Task item - Tally the lines below that include the string "them". Reply with the total only.

Stored data -
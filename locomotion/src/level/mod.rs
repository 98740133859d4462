/*!
Level geometry consumed by the collision probe and the locomotion states.

The world is a set of rooms, each a grid of square sectors with a floor and a
ceiling height. Rooms connect horizontally through portal sectors and
vertically through room-above / room-below links. Everything here is read
only during a frame.

- types:    integer positions, intervals and boxes
- sector:   sector cells, slants and grid math
- room:     rooms, static meshes, the in-memory `Level` and `RoomBuilder`
- height:   floor/ceiling sampling, floor slant and water surface queries
- resolver: room crossing
*/

pub mod height;
pub mod resolver;
pub mod room;
pub mod sector;
pub mod types;

use crate::error::LocomotionError;

pub use height::{HeightInfo, floor_slant_at, water_surface_height};
pub use resolver::resolve_room;
pub use room::{Level, Room, RoomBuilder, StaticMesh};
pub use sector::{FloorKind, Sector, Slant, SlantClass};
pub use types::{BoundingBox, Interval, Position, pos};

/// Index of a room in its level.
#[derive(Clone, Copy, Debug, PartialEq, Eq, Hash, PartialOrd, Ord)]
pub struct RoomId(pub usize);

/// Read-only access to level rooms.
///
/// Implemented by [`Level`]; hosts with their own level store can implement it
/// directly.
pub trait LevelGeometry {
    fn room(&self, id: RoomId) -> Result<&Room, LocomotionError>;

    fn room_count(&self) -> usize;

    /// Sector of `room` under an absolute position, without following links.
    fn sector_at(&self, room: RoomId, position: &Position) -> Result<&Sector, LocomotionError> {
        self.room(room)?
            .sector_at_absolute(position)
            .ok_or(LocomotionError::SectorOutOfBounds {
                room,
                x: position.x,
                z: position.z,
            })
    }

    fn static_meshes(&self, room: RoomId) -> Result<&[StaticMesh], LocomotionError> {
        Ok(&self.room(room)?.static_meshes)
    }

    fn is_water_room(&self, room: RoomId) -> Result<bool, LocomotionError> {
        Ok(self.room(room)?.is_water)
    }
}

/// A position together with the room that owns it.
#[derive(Clone, Copy, Debug, PartialEq, Eq)]
pub struct Location {
    pub room: RoomId,
    pub position: Position,
}

impl Location {
    pub fn new(room: RoomId, position: Position) -> Self {
        Self { room, position }
    }

    /// This location shifted by a displacement, still claiming the same room.
    pub fn moved(&self, dx: i32, dy: i32, dz: i32) -> Self {
        Self {
            room: self.room,
            position: self.position + pos(dx, dy, dz),
        }
    }

    /// Re-resolves the owning room in place and returns the sector under the
    /// position.
    pub fn update_room<'a>(
        &mut self,
        level: &'a dyn LevelGeometry,
        max_iterations: usize,
    ) -> Result<&'a Sector, LocomotionError> {
        let (room, sector) = resolve_room(level, &self.position, self.room, max_iterations)?;
        self.room = room;
        Ok(sector)
    }
}
/*!
Per-frame driver of the player character.

One call to [`LaraController::update`] runs a full locomotion frame:
1. water transitions (land -> diving, diving -> surface or land, swimming -> land)
2. air supply and drowning
3. the active state's input handler
4. tilt and turn-rate damping
5. one animation frame, including its scripted commands
6. movement integration (gravity on land, fall speed along pitch/yaw in water)
7. the postprocess handler of whatever state is now current
8. the queued carry and the floor/room refresh

Geometry errors abort the frame. `update` logs them, trips a debug assertion
and restores the state the frame started from. `update_or_rollback` restores
and returns the error, and `try_update` returns it with the partial frame
left in place.
*/

use crate::angle::deg;
use crate::collision::{CollisionInfo, PolicyFlag};
use crate::constants::{
    AIR_REFILL_RATE, DEFAULT_COLLISION_RADIUS, DIVE_MAX_PITCH, DIVE_MAX_ROLL, FALL_SPEED_GRAVITY_LIMIT,
    FLOOR_PROBE_OFFSET, GRAVITY, HEIGHT_LIMIT, LARA_DIVE_HEIGHT, TILT_DECAY_DIVING, TILT_DECAY_LAND,
    TURN_SPEED_DECAY, WATER_SURFACE_SNAP_DISTANCE,
};
use crate::error::LocomotionError;
use crate::input::InputState;
use crate::level::{LevelGeometry, pos, water_surface_height};
use crate::settings::ControllerSettings;

use super::animation::{AnimCommand, AnimationDriver, FrameAdvance, GoalFollower};
use super::carry::Carry;
use super::handlers::helpers::update_floor_height;
use super::handlers::{Context, handler_for};
use super::state::{AnimationId, HandStatus, KinematicState, LaraStateId, UnderwaterState};

/// Owns the character state between frames.
#[derive(Debug)]
pub struct LaraController<A: AnimationDriver = GoalFollower> {
    state: KinematicState,
    settings: ControllerSettings,
    carry: Carry,
    driver: A,
}

impl LaraController<GoalFollower> {
    /// A controller with default settings and the built-in goal follower.
    pub fn new(state: KinematicState) -> Self {
        Self::with_driver(state, ControllerSettings::default(), GoalFollower::new())
    }
}

impl<A: AnimationDriver> LaraController<A> {
    pub fn with_driver(state: KinematicState, settings: ControllerSettings, driver: A) -> Self {
        Self {
            state,
            settings,
            carry: Carry::default(),
            driver,
        }
    }

    pub fn state(&self) -> &KinematicState {
        &self.state
    }

    /// Direct access for hosts that teleport, heal or script the character.
    pub fn state_mut(&mut self) -> &mut KinematicState {
        &mut self.state
    }

    pub fn settings(&self) -> &ControllerSettings {
        &self.settings
    }

    pub fn driver(&self) -> &A {
        &self.driver
    }

    /// Runs one frame. A frame that hits inconsistent geometry is rolled back
    /// as a whole.
    pub fn update(&mut self, level: &dyn LevelGeometry, input: &InputState) {
        if let Err(err) = self.update_or_rollback(level, input) {
            log::error!(
                "locomotion frame in room {} aborted: {err}",
                self.state.location.room.0
            );
            debug_assert!(false, "inconsistent level geometry: {err}");
        }
    }

    /// Runs one frame. On a geometry error every field of the state and the
    /// pending carry go back to how the frame found them.
    pub fn update_or_rollback(
        &mut self,
        level: &dyn LevelGeometry,
        input: &InputState,
    ) -> Result<(), LocomotionError> {
        let snapshot = self.state.clone();
        let result = self.try_update(level, input);
        if result.is_err() {
            self.state = snapshot;
            self.carry = Carry::default();
        }
        result
    }

    /// Runs one frame and reports geometry errors to the caller. The state is
    /// left as it was when the error surfaced.
    pub fn try_update(&mut self, level: &dyn LevelGeometry, input: &InputState) -> Result<(), LocomotionError> {
        self.update_water_state(level)?;
        self.update_air();
        self.run_frame(level, input)
    }

    fn update_water_state(&mut self, level: &dyn LevelGeometry) -> Result<(), LocomotionError> {
        let in_water = level.is_water_room(self.state.location.room)?;
        match self.state.underwater_state {
            UnderwaterState::OnLand if in_water => self.enter_water(level),
            UnderwaterState::Diving if !in_water => self.leave_dive(level),
            UnderwaterState::Swimming if !in_water => {
                log::debug!("left the water surface");
                let state = &mut self.state;
                state.underwater_state = UnderwaterState::OnLand;
                Self::fall_from_water(state);
                state.speed = std::mem::take(&mut state.fall_speed) / 4;
                Ok(())
            }
            _ => Ok(()),
        }
    }

    fn enter_water(&mut self, level: &dyn LevelGeometry) -> Result<(), LocomotionError> {
        log::debug!(
            "entered water in {:?} at fall speed {}",
            self.state.current_state,
            self.state.fall_speed
        );
        let state = &mut self.state;
        state.air = self.settings.max_air;
        state.underwater_state = UnderwaterState::Diving;
        state.falling = false;
        state.location.position.y += 100;
        update_floor_height(state, level, 0, self.settings.max_resolve_iterations)?;

        match state.current_state {
            LaraStateId::SwandiveBegin | LaraStateId::SwandiveEnd => {
                state.rotation.x = if state.current_state == LaraStateId::SwandiveBegin {
                    deg(-45.0)
                } else {
                    deg(-85.0)
                };
                state.set_goal(LaraStateId::UnderwaterDiving);
                self.advance_animation();
                self.state.fall_speed *= 2;
            }
            _ => {
                state.rotation.x = deg(-45.0);
                Self::play_now(state, AnimationId::FreeFallToUnderwater);
                state.set_goal(LaraStateId::UnderwaterForward);
                state.fall_speed += state.fall_speed / 2;
            }
        }
        Ok(())
    }

    fn leave_dive(&mut self, level: &dyn LevelGeometry) -> Result<(), LocomotionError> {
        let surface = water_surface_height(level, &self.state.location, self.settings.max_resolve_iterations)?;
        let state = &mut self.state;
        state.fall_speed = 0;
        state.rotation.x = deg(0.0);
        state.rotation.z = deg(0.0);
        state.hand_status = HandStatus::None;

        match surface {
            Some(surface) if (surface - state.location.position.y).abs() < WATER_SURFACE_SNAP_DISTANCE => {
                log::debug!("surfaced at {surface}");
                state.underwater_state = UnderwaterState::Swimming;
                Self::play_now(state, AnimationId::UnderwaterToOnWater);
                state.set_goal(LaraStateId::OnWaterStop);
                state.location.position.y = surface + 1;
                state.swim_to_dive_frames = self.settings.swim_to_dive_frames + 1;
                update_floor_height(state, level, FLOOR_PROBE_OFFSET, self.settings.max_resolve_iterations)?;
            }
            _ => {
                log::debug!("left the water without a surface to hold on to");
                state.underwater_state = UnderwaterState::OnLand;
                Self::fall_from_water(state);
                state.speed = 0;
            }
        }
        Ok(())
    }

    fn fall_from_water(state: &mut KinematicState) {
        Self::play_now(state, AnimationId::FreeFallForward);
        state.set_goal(LaraStateId::JumpForward);
        state.falling = true;
        state.hand_status = HandStatus::None;
        state.rotation.x = deg(0.0);
        state.rotation.z = deg(0.0);
    }

    /// Requests `animation` and switches to its state without waiting for
    /// the driver.
    fn play_now(state: &mut KinematicState, animation: AnimationId) {
        state.play(animation);
        state.current_state = animation.state();
    }

    fn update_air(&mut self) {
        let state = &mut self.state;
        match state.underwater_state {
            UnderwaterState::OnLand => state.air = self.settings.max_air,
            UnderwaterState::Diving => {
                if state.health >= 0 {
                    state.air -= 1;
                    if state.air < 0 {
                        state.air = -1;
                        state.health -= self.settings.drown_damage;
                    }
                }
            }
            UnderwaterState::Swimming => {
                if state.health >= 0 {
                    state.air = (state.air + AIR_REFILL_RATE).min(self.settings.max_air);
                }
            }
        }
    }

    fn new_collision_info(&self) -> CollisionInfo {
        let position = self.state.location.position;
        match self.state.underwater_state {
            UnderwaterState::OnLand => {
                let mut info = CollisionInfo::new(position, self.settings.collision_radius);
                info.policy
                    .add_many(&[PolicyFlag::EnableSpaz, PolicyFlag::EnableBaddiePush]);
                info
            }
            UnderwaterState::Diving => {
                let mut info = CollisionInfo::new(position, self.settings.collision_radius_underwater);
                info.set_limits(-LARA_DIVE_HEIGHT, HEIGHT_LIMIT, LARA_DIVE_HEIGHT);
                info
            }
            UnderwaterState::Swimming => {
                let mut info = CollisionInfo::new(position, self.settings.collision_radius);
                info.set_limits(-DEFAULT_COLLISION_RADIUS, HEIGHT_LIMIT, DEFAULT_COLLISION_RADIUS);
                info
            }
        }
    }

    fn run_frame(&mut self, level: &dyn LevelGeometry, input: &InputState) -> Result<(), LocomotionError> {
        let medium = self.state.underwater_state;
        let mut info = self.new_collision_info();

        let handler = handler_for(self.state.current_state);
        let substituted = {
            let mut ctx = Context::new(&mut self.state, input, level, &mut self.carry, &self.settings);
            handler.handle_input(&mut ctx, &mut info)?
        };
        log_substitution(handler.id, substituted);

        self.damp_rotation(medium);
        let advance = self.advance_animation();
        self.integrate_movement(medium, &advance);

        let handler = handler_for(self.state.current_state);
        let substituted = {
            let mut ctx = Context::new(&mut self.state, input, level, &mut self.carry, &self.settings);
            handler.postprocess_frame(&mut ctx, &mut info)?
        };
        log_substitution(handler.id, substituted);

        self.carry.apply(&mut self.state);

        let dy = match medium {
            UnderwaterState::OnLand => FLOOR_PROBE_OFFSET,
            UnderwaterState::Diving => 0,
            UnderwaterState::Swimming => DEFAULT_COLLISION_RADIUS,
        };
        update_floor_height(&mut self.state, level, dy, self.settings.max_resolve_iterations)
    }

    fn damp_rotation(&mut self, medium: UnderwaterState) {
        let state = &mut self.state;
        match medium {
            UnderwaterState::OnLand => {
                state.rotation.z = state.rotation.z.decayed(TILT_DECAY_LAND);
                state.y_rotation_speed = state.y_rotation_speed.decayed(TURN_SPEED_DECAY);
                state.rotation.y += state.y_rotation_speed;
            }
            UnderwaterState::Diving => {
                let rotation = &mut state.rotation;
                rotation.z = rotation.z.decayed(TILT_DECAY_DIVING).clamp_abs(DIVE_MAX_ROLL);
                rotation.x = rotation.x.clamp_abs(DIVE_MAX_PITCH);
            }
            UnderwaterState::Swimming => {
                state.rotation.z = state.rotation.z.decayed(TILT_DECAY_DIVING);
            }
        }
    }

    /// Plays one animation frame and runs the commands attached to it.
    fn advance_animation(&mut self) -> FrameAdvance {
        let advance = self.driver.advance(&self.state);
        let state = &mut self.state;

        for command in &advance.commands {
            match *command {
                AnimCommand::SetPosition(local) => {
                    let yaw = state.rotation.y;
                    let dx = yaw.cos_of(local.x) + yaw.sin_of(local.z);
                    let dz = yaw.cos_of(local.z) - yaw.sin_of(local.x);
                    state.location.position += pos(dx, local.y, dz);
                }
                AnimCommand::StartFalling { fall_speed, speed } => {
                    state.fall_speed = if state.fall_speed_override != 0 {
                        std::mem::take(&mut state.fall_speed_override)
                    } else {
                        fall_speed
                    };
                    state.speed = speed;
                    state.falling = true;
                }
                AnimCommand::EmptyHands => state.hand_status = HandStatus::None,
            }
        }

        if advance.current_state != state.current_state {
            log::debug!("animation {:?} -> {:?}", state.current_state, advance.current_state);
        }
        state.current_state = advance.current_state;
        state.frame = advance.frame;
        state.bounding_box = advance.bounding_box;
        state.animation = None;
        if state.required_state == Some(state.current_state) {
            state.required_state = None;
        }
        advance
    }

    fn integrate_movement(&mut self, medium: UnderwaterState, advance: &FrameAdvance) {
        let state = &mut self.state;
        match medium {
            UnderwaterState::OnLand => {
                if state.falling {
                    state.fall_speed += if state.fall_speed < FALL_SPEED_GRAVITY_LIMIT {
                        GRAVITY
                    } else {
                        1
                    };
                    state.location.position.y += state.fall_speed;
                } else if let Some(speed) = advance.floor_speed {
                    state.speed = speed;
                }
                let angle = state.movement_angle;
                state.location.position += pos(angle.sin_of(state.speed), 0, angle.cos_of(state.speed));
            }
            UnderwaterState::Diving => {
                let (pitch, yaw) = (state.rotation.x, state.rotation.y);
                let distance = state.fall_speed as f32 / 4.0;
                state.location.position += pos(
                    (yaw.sin() * pitch.cos() * distance) as i32,
                    -(pitch.sin() * distance) as i32,
                    (yaw.cos() * pitch.cos() * distance) as i32,
                );
            }
            UnderwaterState::Swimming => {
                let angle = state.movement_angle;
                let distance = state.fall_speed / 4;
                state.location.position += pos(angle.sin_of(distance), 0, angle.cos_of(distance));
            }
        }
    }
}

fn log_substitution(from: LaraStateId, to: Option<LaraStateId>) {
    if let Some(to) = to {
        log::debug!("state {from:?} -> {to:?}");
    }
}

Exercise result - 2